Wednesday, May 19, 2010

Review of Chickenhawk by Robert Mason (1983, Penguin)

After dropping out of university, and recently married, Robert Mason fulfils a childhood ambition and enrols in the Army in 1964 to learn how to fly helicopters. After scraping through flight school, in 1965 he’s sent to Vietnam to fly Hueys. During his time there he flies over 1,000 missions, dropping off infantry into the jungle and taking out wounded soldiers, often under heavy, sustained fire and/or from booby-trapped sites, and sometimes from barely accessible clearings. Mason spends his time in Nam making deep friendships, watching many of those friends die, dealing with Army inefficiencies, learning how to deal with near death experiences on a daily basis, trying to make do in temporary accommodations, and craving to return to his family.
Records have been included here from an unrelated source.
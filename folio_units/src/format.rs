// Copyright 2025 the Folio Authors
// SPDX-License-Identifier: Apache-2.0 OR MIT

//! Human-readable number formatting.

use alloc::format;
use alloc::string::String;

/// Format `value` with at most `decimals` fractional digits.
///
/// Trailing zeros and a dangling decimal point are dropped, and negative zero prints as `0`.
///
/// ```
/// use folio_units::format_number;
///
/// assert_eq!(format_number(12.5, 3), "12.5");
/// assert_eq!(format_number(1.0 / 3.0, 3), "0.333");
/// assert_eq!(format_number(2.0, 3), "2");
/// assert_eq!(format_number(-0.0001, 3), "0");
/// ```
pub fn format_number(value: f64, decimals: usize) -> String {
    let mut text = format!("{value:.decimals$}");
    if text.contains('.') {
        let trimmed = text.trim_end_matches('0').trim_end_matches('.').len();
        text.truncate(trimmed);
    }
    if text == "-0" {
        text.truncate(0);
        text.push('0');
    }
    text
}

#[cfg(test)]
mod tests {
    use super::*;

    #[test]
    fn rounds_to_precision() {
        assert_eq!(format_number(1.23456, 3), "1.235");
        assert_eq!(format_number(1.23456, 0), "1");
        assert_eq!(format_number(-7.26, 1), "-7.3");
    }

    #[test]
    fn keeps_integer_zeros() {
        assert_eq!(format_number(100.0, 3), "100");
        assert_eq!(format_number(100.0, 0), "100");
        assert_eq!(format_number(0.0, 2), "0");
    }

    #[test]
    fn negative_zero_is_plain_zero() {
        assert_eq!(format_number(-0.0, 3), "0");
        assert_eq!(format_number(-0.0004, 3), "0");
    }
}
I rarely read autobiographies, but Chickenhawk caught my eye when visiting the Smithsonian National Air and Space Museum. It is widely touted as one of the best accounts of the Vietnam War from the perspective of a soldier serving there. And for good reason. Mason’s narrative is well written, engaging, and often gripping, having the feel of an authentic account given its matter-of-fact, conversational, and unpretentious style that details both highs and lows, often portraying Mason in a poor or ambivalent light. He captures in detail the everyday training, missions, conversations, action, frivolity and mundanity of Army life. Over the course of the book, one comes to know Mason intimately, his buddies, and the drama and trauma experienced. One thing is clear, Mason and his ilk were performing a role not of their making or choosing, undertaking incredibly brave and foolhardy adventures, all the time blind to the politics playing out both in Nam and at home. And they paid the price in multiple ways – either through injury or death, or post-traumatic stress disorder, or social isolation or family break-up on their return. Chickenhawk is a powerful account of a soldier following his dreams to fly helicopters and finding himself on the front line. The only weakness is around the wider, contextual framing - I would have liked the account to have some further discussion of the conflict, the unfolding politics guiding what was happening, and an overarching sense of the battles and how Mason’s missions fitted into them. Other than that, Chickenhawk is a compelling read.